Nature of Linear Spectral Properties and Fast Electronic Relaxations in Green Fluorescent Pyrrolo[3,4-c]Pyridine Derivative

Abstract

The electronic nature of 4-hydroxy-1H-pyrrolo[3,4-c]pyridine-1,3,6(2H,5H)-trione (HPPT) was comprehensively investigated in liquid media at room temperature using steady-state and time-resolved femtosecond transient absorption spectroscopic techniques. The analysis of the linear photophysical and photochemical parameters of HPPT, including steady-state absorption, fluorescence and excitation anisotropy spectra, along with the lifetimes of fluorescence emission and photodecomposition quantum yields, revealed the nature of its large Stokes shift, specific changes in the permanent dipole moments under electronic excitation, weak dipole transitions with partially anisotropic character, and high photostability. Transient absorption spectra of HPPT were obtained with femtosecond resolution and no characteristic solvate relaxation processes in protic (methanol) solvent were revealed. Efficient light amplification (gain) was observed in the fluorescence spectral range of HPPT, but no super-luminescence and lasing phenomena were detected. The electronic structure of HPPT was also analyzed with quantum-chemical calculations using a DFT/B3LYP method and good agreement with experimental data was shown. The development and investigation of new pyrrolo[3,4-c]pyridine derivatives are important due to their promising fluorescent properties and potential for use in physiological applications.
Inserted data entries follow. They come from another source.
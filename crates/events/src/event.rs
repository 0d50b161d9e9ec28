use chrono::{DateTime, Utc};

/// A committed fact about one aggregate.
///
/// The store persists events as JSON. `event_type` and `version` travel in the
/// stored record beside the payload, so consumers can route or skip a payload
/// before deserializing it.
pub trait Event: Clone + core::fmt::Debug + Send + Sync + 'static {
    /// Schema version used when a type does not override [`Event::version`].
    const SCHEMA_VERSION: u32 = 1;

    /// Stable dotted name, e.g. `manufacturing.reservation.allocated`.
    fn event_type(&self) -> &'static str;

    fn version(&self) -> u32 {
        Self::SCHEMA_VERSION
    }

    /// Business time supplied by the command, never the wall clock.
    fn occurred_at(&self) -> DateTime<Utc>;
}
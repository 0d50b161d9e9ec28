use std::io;
use std::sync::mpsc::{self, RecvTimeoutError};
use std::thread;
use std::time::Duration;

use tracing::{debug, info, warn};

use forgeerp_core::TenantId;
use forgeerp_events::{EventBus, Subscription, TenantScoped};

/// Handle to stop and join a background worker.
#[derive(Debug)]
pub struct WorkerHandle {
    name: &'static str,
    shutdown: mpsc::Sender<()>,
    join: Option<thread::JoinHandle<u64>>,
}

impl WorkerHandle {
    pub fn name(&self) -> &'static str {
        self.name
    }

    /// Request shutdown and wait for the worker to stop.
    ///
    /// Returns how many messages the handler accepted, or `None` if the
    /// worker thread panicked.
    pub fn shutdown(mut self) -> Option<u64> {
        let _ = self.shutdown.send(());
        self.join.take().and_then(|j| j.join().ok())
    }
}

/// Drives a projection from a bus subscription on its own thread.
///
/// The subscription is taken before the thread starts, so nothing published
/// after `spawn` returns is missed. Handler errors are logged and the loop
/// keeps going; the projection's cursors make redelivery harmless.
#[derive(Debug)]
pub struct ProjectionWorker;

impl ProjectionWorker {
    /// Spawn a worker thread.
    ///
    /// - `tenant_id`: when provided, messages for other tenants are ignored
    /// - `handler`: must be idempotent (at-least-once delivery safe)
    pub fn spawn<M, B, H, E>(
        name: &'static str,
        bus: &B,
        tenant_id: Option<TenantId>,
        mut handler: H,
    ) -> io::Result<WorkerHandle>
    where
        M: TenantScoped + Send + 'static,
        B: EventBus<M>,
        H: FnMut(M) -> Result<(), E> + Send + 'static,
        E: core::fmt::Debug + Send + 'static,
    {
        let (shutdown_tx, shutdown_rx) = mpsc::channel::<()>();
        let sub: Subscription<M> = bus.subscribe();

        let join = thread::Builder::new()
            .name(name.to_string())
            .spawn(move || worker_loop(name, sub, shutdown_rx, tenant_id, &mut handler))?;

        info!(worker = name, tenant_id = ?tenant_id, "projection worker started");
        Ok(WorkerHandle {
            name,
            shutdown: shutdown_tx,
            join: Some(join),
        })
    }
}

fn worker_loop<M, H, E>(
    name: &'static str,
    sub: Subscription<M>,
    shutdown_rx: mpsc::Receiver<()>,
    tenant_id: Option<TenantId>,
    handler: &mut H,
) -> u64
where
    M: TenantScoped,
    H: FnMut(M) -> Result<(), E>,
    E: core::fmt::Debug,
{
    let tick = Duration::from_millis(50);
    let mut applied = 0u64;

    loop {
        if shutdown_rx.try_recv().is_ok() {
            // Finish what is already buffered so a shutdown after a command
            // leaves the read model caught up.
            for msg in sub.drain() {
                handle_one(name, tenant_id, handler, msg, &mut applied);
            }
            break;
        }

        match sub.recv_timeout(tick) {
            Ok(msg) => handle_one(name, tenant_id, handler, msg, &mut applied),
            Err(RecvTimeoutError::Timeout) => continue,
            Err(RecvTimeoutError::Disconnected) => break,
        }
    }

    info!(worker = name, applied, "projection worker stopped");
    applied
}

fn handle_one<M, H, E>(
    name: &'static str,
    tenant_id: Option<TenantId>,
    handler: &mut H,
    msg: M,
    applied: &mut u64,
) where
    M: TenantScoped,
    H: FnMut(M) -> Result<(), E>,
    E: core::fmt::Debug,
{
    if let Some(t) = tenant_id {
        if msg.tenant_id() != t {
            debug!(worker = name, "skipping message for another tenant");
            return;
        }
    }

    match handler(msg) {
        Ok(()) => *applied += 1,
        Err(err) => warn!(worker = name, error = ?err, "projection worker handler failed"),
    }
}
use std::collections::HashMap;
use std::sync::RwLock;

use forgeerp_core::{AggregateId, ExpectedVersion, TenantId};

use super::r#trait::{EventStore, EventStoreError, StoredEvent, UncommittedEvent};

#[derive(Debug, Copy, Clone, PartialEq, Eq, Hash)]
struct StreamKey {
    tenant_id: TenantId,
    aggregate_id: AggregateId,
}

/// In-memory append-only event store.
///
/// Intended for tests/dev. The version check and the append happen under one
/// write lock, which is what makes concurrent appends at the same expected
/// version mutually exclusive.
#[derive(Debug, Default)]
pub struct InMemoryEventStore {
    streams: RwLock<HashMap<StreamKey, Vec<StoredEvent>>>,
}

impl InMemoryEventStore {
    pub fn new() -> Self {
        Self::default()
    }

    fn current_version(stream: &[StoredEvent]) -> u64 {
        stream.last().map(|e| e.sequence_number).unwrap_or(0)
    }
}

fn poisoned() -> EventStoreError {
    EventStoreError::Unavailable("lock poisoned".to_string())
}

impl EventStore for InMemoryEventStore {
    fn append(
        &self,
        events: Vec<UncommittedEvent>,
        expected_version: ExpectedVersion,
    ) -> Result<Vec<StoredEvent>, EventStoreError> {
        if events.is_empty() {
            return Ok(vec![]);
        }

        // All events must target the same tenant + aggregate stream.
        let tenant_id = events[0].tenant_id;
        let aggregate_id = events[0].aggregate_id;
        let aggregate_type = events[0].aggregate_type.clone();

        for (idx, e) in events.iter().enumerate() {
            if e.tenant_id != tenant_id {
                return Err(EventStoreError::TenantIsolation(format!(
                    "batch contains multiple tenant_ids (index {idx})"
                )));
            }
            if e.aggregate_id != aggregate_id {
                return Err(EventStoreError::InvalidAppend(format!(
                    "batch contains multiple aggregate_ids (index {idx})"
                )));
            }
            if e.aggregate_type != aggregate_type {
                return Err(EventStoreError::AggregateTypeMismatch(format!(
                    "batch contains multiple aggregate_types (index {idx})"
                )));
            }
        }

        let key = StreamKey {
            tenant_id,
            aggregate_id,
        };

        let mut streams = self.streams.write().map_err(|_| poisoned())?;

        let stream = streams.entry(key).or_default();
        let current = Self::current_version(stream);

        if !expected_version.matches(current) {
            return Err(EventStoreError::Concurrency(format!(
                "expected {expected_version:?}, found {current}"
            )));
        }

        if let Some(existing) = stream.first() {
            if existing.aggregate_type != aggregate_type {
                return Err(EventStoreError::AggregateTypeMismatch(format!(
                    "stream aggregate_type is '{}', attempted append with '{}'",
                    existing.aggregate_type, aggregate_type
                )));
            }
        }

        let mut next = current + 1;
        let mut committed = Vec::with_capacity(events.len());
        for e in events {
            let stored = StoredEvent {
                event_id: e.event_id,
                tenant_id: e.tenant_id,
                aggregate_id: e.aggregate_id,
                aggregate_type: e.aggregate_type,
                sequence_number: next,
                event_type: e.event_type,
                event_version: e.event_version,
                occurred_at: e.occurred_at,
                payload: e.payload,
            };
            next += 1;
            stream.push(stored.clone());
            committed.push(stored);
        }

        Ok(committed)
    }

    fn load_stream(
        &self,
        tenant_id: TenantId,
        aggregate_id: AggregateId,
    ) -> Result<Vec<StoredEvent>, EventStoreError> {
        let key = StreamKey {
            tenant_id,
            aggregate_id,
        };

        let streams = self.streams.read().map_err(|_| poisoned())?;

        Ok(streams.get(&key).cloned().unwrap_or_default())
    }

    fn load_tenant(
        &self,
        tenant_id: TenantId,
        aggregate_type: &str,
    ) -> Result<Vec<StoredEvent>, EventStoreError> {
        let streams = self.streams.read().map_err(|_| poisoned())?;

        let mut events: Vec<StoredEvent> = streams
            .iter()
            .filter(|(key, _)| key.tenant_id == tenant_id)
            .flat_map(|(_, stream)| stream.iter())
            .filter(|e| e.aggregate_type == aggregate_type)
            .cloned()
            .collect();
        events.sort_by_key(|e| (e.aggregate_id, e.sequence_number));

        Ok(events)
    }
}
Keywords: femtosecond transient absorption spectroscopy; linear spectral properties; pyrrolo[3,4-c]pyridine derivative; quantum chemical analysis.

Figure 1

Normalized steady-state absorption (1), fluorescence (1′), and excitation (2) spectra of HPPT in methanol (a) and water (b). Excitation anisotropy spectrum of HPPT in glycerol ((a), curve 3) and 3D fluorescence maps for HPPT in methanol (c) and water (d).

Figure 2

Fluorescence decay traces for HPPT in water (1), methanol (2), and instrument response function (3).

Figure 3

Consecutive changes in the main absorption band of HPPT in methanol (a) and water (b) under irradiation at ≈400 nm with average irradiance ≈ 40 mW/cm² and irradiation times: 0 min (1), 4 min (2), 8 min (3), 12 min (4), and 16 min (5).

Figure 4

Transient absorption profiles $\Delta D=f({\tau }_D)$ for HPPT in methanol: (a,b) ${\lambda }_{pr}$ = 470 nm (1), 510 nm (2), 550 nm (3); (c,d) ${\lambda }_{pr}$ = 620 nm (1) and 560 nm (2).

Figure 5

Transient absorption spectra of HPPT in methanol for ${\tau }_D$ = 1 ps (1), 5 ps (2), 30 ps (3), and 80 ps (4).

Figure 6

Optimized molecular geometry of HPPT in the ground (S₀) and excited (S₁) electronic states.

Figure 7

Calculated frontal and nearest molecular orbitals of HPPT.

Figure 8

Molecular structure of the ammonium salt of HPPT.